▸ THE TASK: What lines of the data include the string "MechError"? Copy them all.

== MATERIAL FOR THIS EXERCISE

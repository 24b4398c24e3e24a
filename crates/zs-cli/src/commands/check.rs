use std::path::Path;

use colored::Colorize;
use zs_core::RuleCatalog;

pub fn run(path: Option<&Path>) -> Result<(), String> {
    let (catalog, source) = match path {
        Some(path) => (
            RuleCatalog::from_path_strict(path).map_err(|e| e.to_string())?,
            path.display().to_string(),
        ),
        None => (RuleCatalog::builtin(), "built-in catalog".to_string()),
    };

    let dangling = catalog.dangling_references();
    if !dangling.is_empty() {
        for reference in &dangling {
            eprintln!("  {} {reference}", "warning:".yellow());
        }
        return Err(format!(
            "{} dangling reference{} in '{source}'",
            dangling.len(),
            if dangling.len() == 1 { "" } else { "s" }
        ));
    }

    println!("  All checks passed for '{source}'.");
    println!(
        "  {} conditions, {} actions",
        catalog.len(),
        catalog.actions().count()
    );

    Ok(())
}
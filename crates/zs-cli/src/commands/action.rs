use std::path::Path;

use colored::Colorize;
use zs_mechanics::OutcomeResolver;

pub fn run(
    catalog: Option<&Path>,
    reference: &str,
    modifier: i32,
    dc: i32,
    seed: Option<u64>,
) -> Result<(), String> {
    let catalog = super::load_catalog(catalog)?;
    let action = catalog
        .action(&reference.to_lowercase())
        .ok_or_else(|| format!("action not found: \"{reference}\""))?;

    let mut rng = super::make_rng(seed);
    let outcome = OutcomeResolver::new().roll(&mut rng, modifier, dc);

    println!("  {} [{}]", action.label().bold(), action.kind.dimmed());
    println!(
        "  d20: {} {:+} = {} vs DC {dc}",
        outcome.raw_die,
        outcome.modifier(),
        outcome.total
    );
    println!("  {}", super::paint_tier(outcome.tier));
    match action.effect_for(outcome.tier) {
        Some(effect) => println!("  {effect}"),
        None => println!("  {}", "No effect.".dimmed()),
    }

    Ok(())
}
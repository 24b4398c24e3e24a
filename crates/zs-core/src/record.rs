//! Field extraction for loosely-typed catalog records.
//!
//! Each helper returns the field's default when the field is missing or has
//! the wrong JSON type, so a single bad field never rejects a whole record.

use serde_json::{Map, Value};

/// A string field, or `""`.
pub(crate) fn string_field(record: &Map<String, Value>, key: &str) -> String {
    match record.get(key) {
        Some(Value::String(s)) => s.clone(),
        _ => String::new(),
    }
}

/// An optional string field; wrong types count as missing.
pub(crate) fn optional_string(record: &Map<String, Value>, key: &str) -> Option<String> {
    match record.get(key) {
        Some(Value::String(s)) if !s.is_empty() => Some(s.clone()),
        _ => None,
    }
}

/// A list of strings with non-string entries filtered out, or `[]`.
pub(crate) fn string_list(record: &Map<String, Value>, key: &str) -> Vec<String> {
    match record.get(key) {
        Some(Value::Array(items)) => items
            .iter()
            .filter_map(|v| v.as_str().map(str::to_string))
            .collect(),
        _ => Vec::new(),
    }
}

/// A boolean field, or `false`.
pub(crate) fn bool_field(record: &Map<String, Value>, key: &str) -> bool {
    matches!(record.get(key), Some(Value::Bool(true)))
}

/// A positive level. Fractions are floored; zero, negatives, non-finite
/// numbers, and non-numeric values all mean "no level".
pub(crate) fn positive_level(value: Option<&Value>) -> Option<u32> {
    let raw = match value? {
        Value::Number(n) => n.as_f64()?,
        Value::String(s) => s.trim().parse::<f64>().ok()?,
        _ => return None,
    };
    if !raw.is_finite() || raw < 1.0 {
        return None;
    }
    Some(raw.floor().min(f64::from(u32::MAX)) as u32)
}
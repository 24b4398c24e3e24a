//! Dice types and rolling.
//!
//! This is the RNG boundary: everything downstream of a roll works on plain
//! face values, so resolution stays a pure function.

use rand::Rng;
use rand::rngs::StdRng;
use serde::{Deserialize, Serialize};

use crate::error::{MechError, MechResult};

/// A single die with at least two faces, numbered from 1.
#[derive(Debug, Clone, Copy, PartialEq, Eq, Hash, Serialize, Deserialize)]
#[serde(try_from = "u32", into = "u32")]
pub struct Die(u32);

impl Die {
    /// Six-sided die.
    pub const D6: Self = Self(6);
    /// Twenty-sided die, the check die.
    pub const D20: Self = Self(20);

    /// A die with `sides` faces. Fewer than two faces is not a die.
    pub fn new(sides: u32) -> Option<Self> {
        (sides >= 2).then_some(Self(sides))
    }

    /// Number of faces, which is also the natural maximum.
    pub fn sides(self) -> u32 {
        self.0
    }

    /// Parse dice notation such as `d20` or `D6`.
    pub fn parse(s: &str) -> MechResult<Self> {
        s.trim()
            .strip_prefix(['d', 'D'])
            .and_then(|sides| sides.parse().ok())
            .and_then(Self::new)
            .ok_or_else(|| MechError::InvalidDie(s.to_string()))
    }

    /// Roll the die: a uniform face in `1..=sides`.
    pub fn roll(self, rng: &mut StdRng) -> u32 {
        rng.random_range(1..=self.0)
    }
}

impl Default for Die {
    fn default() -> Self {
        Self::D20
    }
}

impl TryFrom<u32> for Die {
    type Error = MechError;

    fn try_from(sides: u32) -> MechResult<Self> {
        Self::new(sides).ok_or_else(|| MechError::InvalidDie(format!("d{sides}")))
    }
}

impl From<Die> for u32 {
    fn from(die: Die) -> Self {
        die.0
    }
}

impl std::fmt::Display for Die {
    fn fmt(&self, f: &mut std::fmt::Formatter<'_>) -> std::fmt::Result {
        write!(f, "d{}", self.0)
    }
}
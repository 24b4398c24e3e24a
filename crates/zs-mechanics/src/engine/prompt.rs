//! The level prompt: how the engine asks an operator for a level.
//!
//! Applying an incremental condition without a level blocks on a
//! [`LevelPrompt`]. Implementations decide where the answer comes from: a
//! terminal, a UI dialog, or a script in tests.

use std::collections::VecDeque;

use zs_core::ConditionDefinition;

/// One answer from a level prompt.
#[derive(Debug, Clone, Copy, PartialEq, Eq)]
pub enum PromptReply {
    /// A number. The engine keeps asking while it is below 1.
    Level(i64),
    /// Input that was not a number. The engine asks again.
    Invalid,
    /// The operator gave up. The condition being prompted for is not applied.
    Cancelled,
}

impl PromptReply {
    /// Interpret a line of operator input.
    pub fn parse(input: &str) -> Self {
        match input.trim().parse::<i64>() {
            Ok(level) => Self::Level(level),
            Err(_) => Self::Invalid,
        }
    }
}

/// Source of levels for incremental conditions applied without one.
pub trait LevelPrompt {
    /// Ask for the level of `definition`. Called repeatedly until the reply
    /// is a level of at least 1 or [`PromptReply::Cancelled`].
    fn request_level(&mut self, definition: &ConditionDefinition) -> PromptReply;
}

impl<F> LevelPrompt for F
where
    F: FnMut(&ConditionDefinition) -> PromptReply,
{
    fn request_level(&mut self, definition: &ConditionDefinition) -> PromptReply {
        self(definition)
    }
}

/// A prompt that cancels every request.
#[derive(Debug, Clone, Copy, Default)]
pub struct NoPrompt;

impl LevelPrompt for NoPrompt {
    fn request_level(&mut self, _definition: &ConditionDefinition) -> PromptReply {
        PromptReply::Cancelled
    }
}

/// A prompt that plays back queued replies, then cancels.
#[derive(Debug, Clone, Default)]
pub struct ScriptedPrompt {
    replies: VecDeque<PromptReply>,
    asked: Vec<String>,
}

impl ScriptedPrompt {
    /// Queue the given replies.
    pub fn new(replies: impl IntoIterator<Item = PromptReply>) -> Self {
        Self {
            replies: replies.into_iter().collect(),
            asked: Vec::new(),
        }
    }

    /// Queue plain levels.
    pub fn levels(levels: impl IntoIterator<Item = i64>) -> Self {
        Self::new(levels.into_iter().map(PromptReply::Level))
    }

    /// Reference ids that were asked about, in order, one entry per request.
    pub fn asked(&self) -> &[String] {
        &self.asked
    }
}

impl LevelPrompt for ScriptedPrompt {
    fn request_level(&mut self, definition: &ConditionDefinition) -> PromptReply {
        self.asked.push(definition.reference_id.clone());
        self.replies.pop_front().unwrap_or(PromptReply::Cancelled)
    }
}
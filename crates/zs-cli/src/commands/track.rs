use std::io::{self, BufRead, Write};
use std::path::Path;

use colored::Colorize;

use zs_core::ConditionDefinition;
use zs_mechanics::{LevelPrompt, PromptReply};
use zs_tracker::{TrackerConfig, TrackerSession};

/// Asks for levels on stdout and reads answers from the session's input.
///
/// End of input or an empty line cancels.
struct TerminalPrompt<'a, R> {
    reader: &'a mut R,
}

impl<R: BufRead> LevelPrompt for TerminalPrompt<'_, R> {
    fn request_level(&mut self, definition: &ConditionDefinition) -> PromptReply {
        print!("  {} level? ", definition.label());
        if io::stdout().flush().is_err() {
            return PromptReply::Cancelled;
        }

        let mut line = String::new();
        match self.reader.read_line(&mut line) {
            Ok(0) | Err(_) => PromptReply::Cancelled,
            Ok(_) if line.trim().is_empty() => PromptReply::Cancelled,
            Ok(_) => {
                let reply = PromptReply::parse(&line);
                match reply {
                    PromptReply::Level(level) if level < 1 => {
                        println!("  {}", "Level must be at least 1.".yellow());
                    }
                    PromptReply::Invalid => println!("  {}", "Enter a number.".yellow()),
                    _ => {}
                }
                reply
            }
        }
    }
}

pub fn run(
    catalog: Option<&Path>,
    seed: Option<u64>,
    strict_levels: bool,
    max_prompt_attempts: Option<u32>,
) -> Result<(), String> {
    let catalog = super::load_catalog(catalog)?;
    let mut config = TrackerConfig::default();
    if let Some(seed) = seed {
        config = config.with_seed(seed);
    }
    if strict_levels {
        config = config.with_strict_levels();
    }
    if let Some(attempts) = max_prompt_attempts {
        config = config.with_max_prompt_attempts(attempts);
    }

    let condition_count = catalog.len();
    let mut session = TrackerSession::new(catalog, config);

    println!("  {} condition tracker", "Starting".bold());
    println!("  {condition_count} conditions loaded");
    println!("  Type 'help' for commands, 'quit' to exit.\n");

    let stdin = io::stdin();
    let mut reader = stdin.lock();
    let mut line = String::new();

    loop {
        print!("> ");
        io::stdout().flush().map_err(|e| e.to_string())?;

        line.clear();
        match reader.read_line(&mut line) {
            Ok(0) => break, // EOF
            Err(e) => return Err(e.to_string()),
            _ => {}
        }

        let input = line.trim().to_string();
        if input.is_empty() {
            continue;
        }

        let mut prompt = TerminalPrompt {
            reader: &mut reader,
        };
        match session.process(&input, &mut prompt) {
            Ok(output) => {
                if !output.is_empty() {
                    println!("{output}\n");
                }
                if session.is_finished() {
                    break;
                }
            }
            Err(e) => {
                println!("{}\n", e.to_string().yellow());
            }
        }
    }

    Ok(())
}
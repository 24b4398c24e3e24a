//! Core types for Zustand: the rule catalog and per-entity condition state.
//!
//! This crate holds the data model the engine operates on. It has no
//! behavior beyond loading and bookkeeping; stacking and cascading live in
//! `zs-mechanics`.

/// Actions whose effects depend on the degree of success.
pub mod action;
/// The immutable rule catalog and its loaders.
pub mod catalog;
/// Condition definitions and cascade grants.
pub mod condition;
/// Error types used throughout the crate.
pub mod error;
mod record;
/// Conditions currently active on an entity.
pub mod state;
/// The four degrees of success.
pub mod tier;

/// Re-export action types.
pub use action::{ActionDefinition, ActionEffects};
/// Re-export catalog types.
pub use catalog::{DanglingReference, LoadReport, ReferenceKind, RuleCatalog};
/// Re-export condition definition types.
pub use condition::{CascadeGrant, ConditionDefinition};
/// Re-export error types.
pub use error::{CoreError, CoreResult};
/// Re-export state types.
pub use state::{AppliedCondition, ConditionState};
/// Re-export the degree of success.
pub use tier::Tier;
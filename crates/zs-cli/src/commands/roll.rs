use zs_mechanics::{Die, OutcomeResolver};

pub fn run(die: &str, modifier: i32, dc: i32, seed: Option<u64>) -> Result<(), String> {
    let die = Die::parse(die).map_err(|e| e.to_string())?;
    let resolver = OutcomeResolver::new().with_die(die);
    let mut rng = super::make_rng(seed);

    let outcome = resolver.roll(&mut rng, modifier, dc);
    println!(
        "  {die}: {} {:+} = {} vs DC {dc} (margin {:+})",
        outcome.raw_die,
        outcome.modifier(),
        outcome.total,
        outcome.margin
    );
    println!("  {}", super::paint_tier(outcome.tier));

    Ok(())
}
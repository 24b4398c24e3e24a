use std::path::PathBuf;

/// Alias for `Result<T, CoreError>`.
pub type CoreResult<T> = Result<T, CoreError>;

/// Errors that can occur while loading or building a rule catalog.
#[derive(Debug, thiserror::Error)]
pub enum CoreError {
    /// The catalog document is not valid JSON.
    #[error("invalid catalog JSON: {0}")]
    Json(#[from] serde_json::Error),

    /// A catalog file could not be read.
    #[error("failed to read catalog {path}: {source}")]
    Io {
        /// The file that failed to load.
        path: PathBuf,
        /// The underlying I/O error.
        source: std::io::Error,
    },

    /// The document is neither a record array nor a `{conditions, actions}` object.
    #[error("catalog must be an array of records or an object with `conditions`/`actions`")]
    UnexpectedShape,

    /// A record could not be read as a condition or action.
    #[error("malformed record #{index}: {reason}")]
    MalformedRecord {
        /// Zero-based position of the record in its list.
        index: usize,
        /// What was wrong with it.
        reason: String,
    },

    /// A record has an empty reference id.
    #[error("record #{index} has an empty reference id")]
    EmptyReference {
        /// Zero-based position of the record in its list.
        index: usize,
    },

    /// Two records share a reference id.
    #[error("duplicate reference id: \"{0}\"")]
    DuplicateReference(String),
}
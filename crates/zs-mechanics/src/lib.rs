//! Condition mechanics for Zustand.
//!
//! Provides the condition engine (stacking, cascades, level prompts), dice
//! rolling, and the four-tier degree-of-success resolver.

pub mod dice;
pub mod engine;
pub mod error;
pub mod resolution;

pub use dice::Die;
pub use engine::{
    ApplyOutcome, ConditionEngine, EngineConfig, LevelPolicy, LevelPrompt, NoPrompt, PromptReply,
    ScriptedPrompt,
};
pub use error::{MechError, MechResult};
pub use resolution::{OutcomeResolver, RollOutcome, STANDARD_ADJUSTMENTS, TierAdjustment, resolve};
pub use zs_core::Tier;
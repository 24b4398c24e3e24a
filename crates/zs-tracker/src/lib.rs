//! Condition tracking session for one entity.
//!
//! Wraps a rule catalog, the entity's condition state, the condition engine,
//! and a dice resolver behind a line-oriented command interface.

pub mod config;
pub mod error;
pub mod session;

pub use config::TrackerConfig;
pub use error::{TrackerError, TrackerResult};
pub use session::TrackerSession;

====

▸ ANSWER TO THIS PROBLEM:
use crate::error::{MechError, MechResult};
            .ok_or_else(|| MechError::InvalidDie(s.to_string()))
    type Error = MechError;
        Self::new(sides).ok_or_else(|| MechError::InvalidDie(format!("d{sides}")))
pub use error::{MechError, MechResult};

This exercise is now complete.